(DATA SECTION Opens)

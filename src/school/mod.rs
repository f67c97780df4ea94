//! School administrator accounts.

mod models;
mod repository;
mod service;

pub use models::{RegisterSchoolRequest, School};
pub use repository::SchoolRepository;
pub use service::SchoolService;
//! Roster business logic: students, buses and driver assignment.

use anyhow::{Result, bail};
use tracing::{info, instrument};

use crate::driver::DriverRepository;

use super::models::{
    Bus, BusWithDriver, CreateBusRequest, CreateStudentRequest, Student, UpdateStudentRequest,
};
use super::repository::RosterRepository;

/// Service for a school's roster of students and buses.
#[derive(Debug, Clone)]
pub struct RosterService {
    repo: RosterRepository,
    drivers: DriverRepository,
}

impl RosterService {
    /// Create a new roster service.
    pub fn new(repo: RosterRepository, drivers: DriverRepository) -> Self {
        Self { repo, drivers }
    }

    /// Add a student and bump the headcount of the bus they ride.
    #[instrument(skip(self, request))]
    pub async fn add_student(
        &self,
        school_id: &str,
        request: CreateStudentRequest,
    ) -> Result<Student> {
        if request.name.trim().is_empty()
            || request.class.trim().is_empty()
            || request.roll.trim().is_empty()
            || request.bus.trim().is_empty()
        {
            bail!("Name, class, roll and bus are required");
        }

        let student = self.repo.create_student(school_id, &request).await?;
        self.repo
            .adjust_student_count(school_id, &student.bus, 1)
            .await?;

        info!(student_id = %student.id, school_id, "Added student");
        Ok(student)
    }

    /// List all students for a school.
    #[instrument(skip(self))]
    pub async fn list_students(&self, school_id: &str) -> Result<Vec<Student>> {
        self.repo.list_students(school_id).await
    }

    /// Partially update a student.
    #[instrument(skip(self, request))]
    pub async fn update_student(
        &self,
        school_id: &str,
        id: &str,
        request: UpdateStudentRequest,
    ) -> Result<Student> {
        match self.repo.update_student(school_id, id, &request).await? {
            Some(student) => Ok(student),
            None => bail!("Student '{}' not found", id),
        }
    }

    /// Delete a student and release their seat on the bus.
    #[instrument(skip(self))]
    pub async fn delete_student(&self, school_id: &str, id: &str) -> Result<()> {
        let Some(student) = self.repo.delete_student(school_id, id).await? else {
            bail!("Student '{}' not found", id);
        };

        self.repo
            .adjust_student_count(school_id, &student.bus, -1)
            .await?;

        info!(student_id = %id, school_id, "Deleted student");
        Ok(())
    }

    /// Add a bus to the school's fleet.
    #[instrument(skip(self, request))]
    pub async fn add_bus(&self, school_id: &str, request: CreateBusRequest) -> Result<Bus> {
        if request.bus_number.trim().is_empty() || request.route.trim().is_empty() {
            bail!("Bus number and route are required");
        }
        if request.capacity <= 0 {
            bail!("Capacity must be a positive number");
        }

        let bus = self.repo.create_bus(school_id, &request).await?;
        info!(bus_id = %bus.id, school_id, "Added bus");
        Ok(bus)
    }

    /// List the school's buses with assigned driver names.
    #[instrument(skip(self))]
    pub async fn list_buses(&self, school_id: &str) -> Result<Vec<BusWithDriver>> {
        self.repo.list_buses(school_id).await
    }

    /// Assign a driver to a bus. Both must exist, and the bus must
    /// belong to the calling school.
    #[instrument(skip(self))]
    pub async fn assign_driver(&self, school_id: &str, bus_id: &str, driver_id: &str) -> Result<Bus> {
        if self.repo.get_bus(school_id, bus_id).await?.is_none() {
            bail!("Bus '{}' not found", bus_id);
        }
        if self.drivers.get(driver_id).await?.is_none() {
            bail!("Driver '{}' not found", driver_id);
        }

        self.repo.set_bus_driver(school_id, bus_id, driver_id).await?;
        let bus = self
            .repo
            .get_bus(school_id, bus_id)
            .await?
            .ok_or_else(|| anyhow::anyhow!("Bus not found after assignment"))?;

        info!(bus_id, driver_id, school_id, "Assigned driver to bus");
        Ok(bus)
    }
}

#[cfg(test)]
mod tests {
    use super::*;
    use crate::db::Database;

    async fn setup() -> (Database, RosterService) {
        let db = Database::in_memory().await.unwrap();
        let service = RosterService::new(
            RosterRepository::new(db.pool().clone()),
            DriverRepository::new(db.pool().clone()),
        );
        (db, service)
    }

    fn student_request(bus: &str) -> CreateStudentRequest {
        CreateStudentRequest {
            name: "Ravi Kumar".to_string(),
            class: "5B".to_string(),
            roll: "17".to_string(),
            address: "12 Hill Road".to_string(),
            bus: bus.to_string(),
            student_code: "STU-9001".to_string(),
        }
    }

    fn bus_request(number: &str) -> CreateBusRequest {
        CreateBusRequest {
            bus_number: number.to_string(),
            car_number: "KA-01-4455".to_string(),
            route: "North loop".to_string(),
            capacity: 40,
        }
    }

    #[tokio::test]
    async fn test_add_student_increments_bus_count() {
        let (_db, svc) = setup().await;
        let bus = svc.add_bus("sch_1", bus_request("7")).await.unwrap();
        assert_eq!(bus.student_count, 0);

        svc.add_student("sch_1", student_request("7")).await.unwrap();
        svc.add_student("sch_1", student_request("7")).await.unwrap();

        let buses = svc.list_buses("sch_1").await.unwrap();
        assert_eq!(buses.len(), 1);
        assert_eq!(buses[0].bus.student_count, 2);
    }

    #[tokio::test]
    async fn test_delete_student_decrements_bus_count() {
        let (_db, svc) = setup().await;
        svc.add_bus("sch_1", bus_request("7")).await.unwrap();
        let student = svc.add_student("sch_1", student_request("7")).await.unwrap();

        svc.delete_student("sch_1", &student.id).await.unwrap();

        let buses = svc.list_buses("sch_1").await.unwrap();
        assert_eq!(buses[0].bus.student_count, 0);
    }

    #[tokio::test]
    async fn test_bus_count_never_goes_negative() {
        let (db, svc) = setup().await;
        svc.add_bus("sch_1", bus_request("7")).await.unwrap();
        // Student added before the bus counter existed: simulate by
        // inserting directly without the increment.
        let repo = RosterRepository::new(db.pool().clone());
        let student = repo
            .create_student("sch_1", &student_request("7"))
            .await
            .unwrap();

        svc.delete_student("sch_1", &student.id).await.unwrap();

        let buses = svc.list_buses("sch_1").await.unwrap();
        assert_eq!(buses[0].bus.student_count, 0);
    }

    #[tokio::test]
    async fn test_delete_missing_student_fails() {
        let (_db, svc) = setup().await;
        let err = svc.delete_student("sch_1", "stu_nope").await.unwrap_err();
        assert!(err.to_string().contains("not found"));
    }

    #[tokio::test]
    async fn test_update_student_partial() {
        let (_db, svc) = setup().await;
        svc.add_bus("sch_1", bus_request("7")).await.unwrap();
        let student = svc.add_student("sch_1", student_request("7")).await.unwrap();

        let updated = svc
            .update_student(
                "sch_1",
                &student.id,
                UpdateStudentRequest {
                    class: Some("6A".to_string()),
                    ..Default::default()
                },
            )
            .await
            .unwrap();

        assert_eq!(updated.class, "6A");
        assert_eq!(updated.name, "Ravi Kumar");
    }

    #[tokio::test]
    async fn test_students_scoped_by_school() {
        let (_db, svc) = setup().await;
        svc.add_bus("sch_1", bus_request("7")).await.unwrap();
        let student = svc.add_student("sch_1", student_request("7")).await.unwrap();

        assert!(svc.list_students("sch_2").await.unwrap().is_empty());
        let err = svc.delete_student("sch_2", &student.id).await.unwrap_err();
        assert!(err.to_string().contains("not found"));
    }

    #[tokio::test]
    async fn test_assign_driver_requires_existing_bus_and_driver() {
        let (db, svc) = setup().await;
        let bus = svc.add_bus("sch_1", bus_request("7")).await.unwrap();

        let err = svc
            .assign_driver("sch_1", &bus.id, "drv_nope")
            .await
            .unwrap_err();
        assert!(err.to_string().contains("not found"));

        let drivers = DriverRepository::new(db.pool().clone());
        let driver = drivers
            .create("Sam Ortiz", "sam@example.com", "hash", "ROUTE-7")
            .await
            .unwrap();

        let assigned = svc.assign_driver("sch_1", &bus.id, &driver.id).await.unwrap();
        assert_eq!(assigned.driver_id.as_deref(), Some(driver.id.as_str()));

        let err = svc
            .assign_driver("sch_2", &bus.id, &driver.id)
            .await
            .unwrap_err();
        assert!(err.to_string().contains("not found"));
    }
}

(DATA SECTION Closes)
(DATA SECTION Opens)

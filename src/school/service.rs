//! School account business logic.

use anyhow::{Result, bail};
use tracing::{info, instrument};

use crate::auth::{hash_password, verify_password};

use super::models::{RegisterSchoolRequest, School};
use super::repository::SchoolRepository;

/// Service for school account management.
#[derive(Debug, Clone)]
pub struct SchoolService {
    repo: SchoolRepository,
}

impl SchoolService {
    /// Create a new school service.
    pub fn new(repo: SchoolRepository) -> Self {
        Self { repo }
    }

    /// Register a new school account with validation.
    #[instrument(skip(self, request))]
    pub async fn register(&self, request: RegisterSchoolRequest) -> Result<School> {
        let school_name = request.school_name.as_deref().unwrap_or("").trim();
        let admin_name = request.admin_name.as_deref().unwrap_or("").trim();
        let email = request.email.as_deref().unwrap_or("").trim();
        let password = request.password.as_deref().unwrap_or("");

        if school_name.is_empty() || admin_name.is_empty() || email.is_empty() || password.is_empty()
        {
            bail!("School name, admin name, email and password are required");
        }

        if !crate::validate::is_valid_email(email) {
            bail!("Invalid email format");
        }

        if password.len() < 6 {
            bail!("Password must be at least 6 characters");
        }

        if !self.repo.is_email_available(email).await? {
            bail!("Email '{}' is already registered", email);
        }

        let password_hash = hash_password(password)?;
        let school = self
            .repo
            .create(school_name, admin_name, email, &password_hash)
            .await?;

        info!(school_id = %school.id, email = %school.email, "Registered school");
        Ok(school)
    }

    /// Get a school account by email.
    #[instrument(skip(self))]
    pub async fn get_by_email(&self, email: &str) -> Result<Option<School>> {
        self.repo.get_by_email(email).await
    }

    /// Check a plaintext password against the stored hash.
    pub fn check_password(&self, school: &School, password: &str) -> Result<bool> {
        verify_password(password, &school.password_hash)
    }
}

(DATA SECTION Closes)

### YOUR TASK
Take the entries above and copy out all lines with the string "assignment".

### RESPONSE AREA
//! Roster business logic: students, buses and driver assignment.
            .ok_or_else(|| anyhow::anyhow!("Bus not found after assignment"))?;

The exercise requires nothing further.